Pinaccia

Pinace, pinnace, pinas, termini rispettivamente francese, inglese e olandese, probabilmente derivati dall’antico spagnolo pinaça a sua volta dal latino pinus, il pino (il tipo silvestre molto diffuso nell’Europa centrale e settentrionale), un albero che cresce dritto, più facile da lavorare, meno costoso e più leggero della quercia.
L’uso del pino come materiale per la costruzione della maggior parte degli elementi di uno scafo può farsi risalire almeno al XIV secolo a cui appartengono i primi documenti dove compare il termine pinaça, indicativo di piccole ed agili unità a vela e a remi costruite in quella parte della Spagna che affaccia sul Golfo di Biscaglia. Saranno poi i popoli settentrionali, Svezia, Olanda, Danimarca, Francia, Inghilterra ed anche la Russia a realizzare nel corso del XVII sec. bastimenti a vela a due o a tre alberi, simili a un galeone, ma di più piccole dimensioni e più stretti, con poppa quadra e a un solo ponte, oltre la coperta, che assunsero le suddette denominazioni, equivalenti in italiano a pinaccia, pinea o pinazza, probabilmente per il tipo di legno impiegato che permetteva di ridurne i costi e il peso complessivo degli scafi o per il loro impiego in compiti navali leggeri, come esploratori, supporto ad altre unità, sorveglianza, ma anche come nave mercantile o da guerra veloce. Quindi più che una tipologia costruttiva il termine indicava un ruolo così come accadrà più avanti con la fregata.
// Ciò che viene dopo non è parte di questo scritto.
//! Caller-selected overflow behaviour.
//!
//! Embedding code picks one policy up front (a scheduler may prefer to clamp
//! a runaway load average rather than fail) and routes every operation
//! through it. Division by zero is an error under every policy.

use crate::error::Result;
use crate::fixed_point::{Fixed, Narrow};

#[derive(Debug, Clone, Copy, Default, PartialEq, Eq, Hash)]
#[cfg_attr(
    feature = "serde",
    derive(serde::Serialize, serde::Deserialize),
    serde(rename_all = "lowercase")
)]
pub enum OverflowPolicy {
    /// Report overflow as [`crate::FixedPointError::Overflow`] or
    /// [`crate::FixedPointError::OutOfRange`].
    #[default]
    Checked,
    /// Clamp to [`Fixed::MIN`] / [`Fixed::MAX`].
    Saturating,
    /// Keep the low 32 bits, as plain `i32` arithmetic does.
    Wrapping,
}

impl OverflowPolicy {
    pub fn from_int<const Q: u32>(self, n: Narrow) -> Result<Fixed<Q>> {
        match self {
            OverflowPolicy::Checked => Fixed::from_int(n),
            OverflowPolicy::Saturating => Ok(Fixed::saturating_from_int(n)),
            OverflowPolicy::Wrapping => Ok(Fixed::wrapping_from_int(n)),
        }
    }

    pub fn add<const Q: u32>(self, x: Fixed<Q>, y: Fixed<Q>) -> Result<Fixed<Q>> {
        match self {
            OverflowPolicy::Checked => x.checked_add(y),
            OverflowPolicy::Saturating => Ok(x.saturating_add(y)),
            OverflowPolicy::Wrapping => Ok(x.wrapping_add(y)),
        }
    }

    pub fn sub<const Q: u32>(self, x: Fixed<Q>, y: Fixed<Q>) -> Result<Fixed<Q>> {
        match self {
            OverflowPolicy::Checked => x.checked_sub(y),
            OverflowPolicy::Saturating => Ok(x.saturating_sub(y)),
            OverflowPolicy::Wrapping => Ok(x.wrapping_sub(y)),
        }
    }

    pub fn mul<const Q: u32>(self, x: Fixed<Q>, y: Fixed<Q>) -> Result<Fixed<Q>> {
        match self {
            OverflowPolicy::Checked => x.checked_mul(y),
            OverflowPolicy::Saturating => Ok(x.saturating_mul(y)),
            OverflowPolicy::Wrapping => Ok(x.wrapping_mul(y)),
        }
    }

    pub fn div<const Q: u32>(self, x: Fixed<Q>, y: Fixed<Q>) -> Result<Fixed<Q>> {
        match self {
            OverflowPolicy::Checked => x.checked_div(y),
            OverflowPolicy::Saturating => x.saturating_div(y),
            OverflowPolicy::Wrapping => x.wrapping_div(y),
        }
    }

    pub fn add_int<const Q: u32>(self, x: Fixed<Q>, n: Narrow) -> Result<Fixed<Q>> {
        match self {
            OverflowPolicy::Checked => x.checked_add_int(n),
            OverflowPolicy::Saturating => Ok(x.saturating_add_int(n)),
            OverflowPolicy::Wrapping => Ok(x.wrapping_add_int(n)),
        }
    }

    pub fn sub_int<const Q: u32>(self, x: Fixed<Q>, n: Narrow) -> Result<Fixed<Q>> {
        match self {
            OverflowPolicy::Checked => x.checked_sub_int(n),
            OverflowPolicy::Saturating => Ok(x.saturating_sub_int(n)),
            OverflowPolicy::Wrapping => Ok(x.wrapping_sub_int(n)),
        }
    }

    pub fn mul_int<const Q: u32>(self, x: Fixed<Q>, n: Narrow) -> Result<Fixed<Q>> {
        match self {
            OverflowPolicy::Checked => x.checked_mul_int(n),
            OverflowPolicy::Saturating => Ok(x.saturating_mul_int(n)),
            OverflowPolicy::Wrapping => Ok(x.wrapping_mul_int(n)),
        }
    }

    pub fn div_int<const Q: u32>(self, x: Fixed<Q>, n: Narrow) -> Result<Fixed<Q>> {
        match self {
            OverflowPolicy::Checked => x.checked_div_int(n),
            OverflowPolicy::Saturating => x.saturating_div_int(n),
            OverflowPolicy::Wrapping => x.wrapping_div_int(n),
        }
    }
}
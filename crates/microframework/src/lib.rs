//! Single-request execution supervisor
//!
//! Runs one inbound request through one application handler and guarantees
//! that the client receives either the handler's response or a fixed opaque
//! failure response, and that the invocation is logged as one completion
//! entry plus, when something went wrong, one uncaught-failure entry sharing
//! its correlation id.
//!
//! ## Architecture
//!
//! - [`factory`]: deferred constructors with a checked result type
//! - [`supervisor`]: the [`MicroFramework`] state machine
//! - [`integrity`]: output and header checks around rendering
//! - [`request_logger`]: completion logging and latency
//! - [`capabilities`]: the traits an application implements
//! - [`output`] / [`transport`]: explicit output capture and response sinks
//! - [`server`]: an axum adapter for running the supervisor over HTTP
//! - [`cgi`]: running one invocation as a CGI script
//!
//! ## Usage
//!
//! ```
//! use microframework::{
//!     DefaultStackdriverLoggerProvider, Factory, Invocation, MemoryTransport, MicroFramework,
//!     Response, ServerEnv, ServerRequest, Transport,
//! };
//! use microframework_logging::{LogDestination, LoggerCell, SharedBuffer};
//!
//! let logs = SharedBuffer::new();
//! let invocation = Invocation::new(
//!     Factory::logger_provider(move || {
//!         Ok(DefaultStackdriverLoggerProvider::new("my-service", "/app/version")
//!             .with_destination(LogDestination::Memory(logs))
//!             .with_cell(LoggerCell::new())
//!             .with_server_env(ServerEnv::new()))
//!     }),
//!     Factory::handler(|_ctx| {
//!         Ok(|_request: ServerRequest| -> anyhow::Result<Response> { Ok(Response::ok("Hello")) })
//!     }),
//! )
//! .with_request_factory(Factory::request(|| {
//!     Ok(ServerRequest::from_env(ServerEnv::new(), Default::default())?)
//! }));
//!
//! let mut transport = MemoryTransport::new();
//! MicroFramework::default().execute(invocation, &mut transport);
//! assert_eq!(transport.status(), 200);
//! assert_eq!(transport.body_text(), "Hello");
//! ```

pub mod capabilities;
pub mod cgi;
pub mod clock;
pub mod config;
pub mod error;
pub mod factory;
pub mod integrity;
pub mod output;
pub mod policy;
pub mod provider;
pub mod request;
pub mod request_logger;
pub mod response;
pub mod server;
pub mod supervisor;
pub mod transport;

pub use capabilities::{
    ExecutionContext, HandlerContext, LoggerProvider, RequestHandler, RequestLogger,
};
pub use clock::{Clock, FixedClock, HrTime, SystemClock};
pub use config::{FrameworkConfig, FrameworkConfigBuilder};
pub use error::{FrameworkError, Result};
pub use factory::{Factory, Provided};
pub use integrity::{OutputIntegritySupervisor, FALLBACK_BODY};
pub use output::{CaptureScope, OutputBuffer};
pub use policy::{Diagnostic, ErrorPolicy, Severity, SeverityMask};
pub use provider::DefaultStackdriverLoggerProvider;
pub use request::{CgiRequestSource, RequestSource, ServerEnv, ServerRequest};
pub use request_logger::{request_start_time, StackdriverRequestLogger};
pub use response::Response;
pub use supervisor::{ExecutionReport, ExecutionState, Invocation, MicroFramework, Rendered};
pub use transport::{Framing, MemoryTransport, Transport, WriterTransport};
Il gesuita Georges Fournier (1595 – 1652), geografo e matematico francese, dopo aver prestato servizio come cappellano militare navale su una nave di linea, si interessò di numerosi argomenti navali e nautici, dai venti e maree, ai porti, dalla pesca, al commercio marittimo, alla cantieristica navale e tanto altro che travasò in diversi trattati tra cui il celebre Hydrographie contenant la théorie et la pratique de toutes les parties de la navigation (un testo sulla pratica e teoria della navigazione), pubblicato nel 1643, fonte importante per la storia della marina nella prima metà del XVII secolo.
In tale trattato si legge: “Le pinaces sono piccoli vascelli lunghi e stretti, forti e leggeri, adatti per navigare in velocità e sbarcare gente a terra. Tipicamente costruiti in legno di pino, sono a vela e a remi”.

In questo tipo di costruzione si distinsero gli olandesi che li usarono nella flotta della Compagnia olandese delle Indie orientali (conosciuta con l’abbreviazione VOC, dall’olandese Vereenigde Geoctroyeerde Oostindische Compagnie). La VOC disponeva di due tipologie di unità: grandi navi, a più alberi a vele quadre, grossi galeoni e fluyt, impiegate per navigare dall’Olanda per l’Oriente e ritorno, denominati per l’appunto retourschip e galeoni più piccoli, inizialmente chiamati jacht, più leggere e veloci, per i traffici con l’India, Filippine, Giappone e continente asiatico. Erano altresì armate per contrastare le imbarcazioni dei portoghesi, inglesi e dei pirati locali. Tali unità, a partire dalla metà del ‘600 presero il nome di pinas.
Il termine fu poi assunto, nella marina inglese, dalle piccole barche trasportate su grandi navi, adatte per il servizio a terra degli ufficiali e delle merci e per esplorazione della costa, simili alle barcacce delle navi italiane. Tali imbarcazioni erano a remi (8 – 10 vogatori), eventualmente con albero, poco costose e leggere. In italiano note anche come spinaccia o spinaccione.

Da menzionare:
il Kalmar Nyckel, dall’omonima città svedese Kalmar e Nyckel (la chiave di Kalmar), una pinaccia costruita dagli olandesi e varata nel 1625 che circa 10 anni dopo attraversò l’Atlantico per dare la possibilità alla Svezia di costituire una colonia commerciale nel Nuovo Mondo. Nel 1997 venne varata una replica perfettamente navigante.

Una delle prime dettagliate descrizioni di una grossa nave a vela si trovano nel testo dell’olandese Nicolaes Witsen (1642-1717) Aeloude en Hedendaegse Scheepsbouw en Bestier (Costruzione e gestione navale antica e moderna ) del 1671, che riguardano proprio la costruzione di una pinas.
Su tale argomento è possibile consultare il sito olandese witsenscheepsbouw dotato di interessanti strumenti interattivi.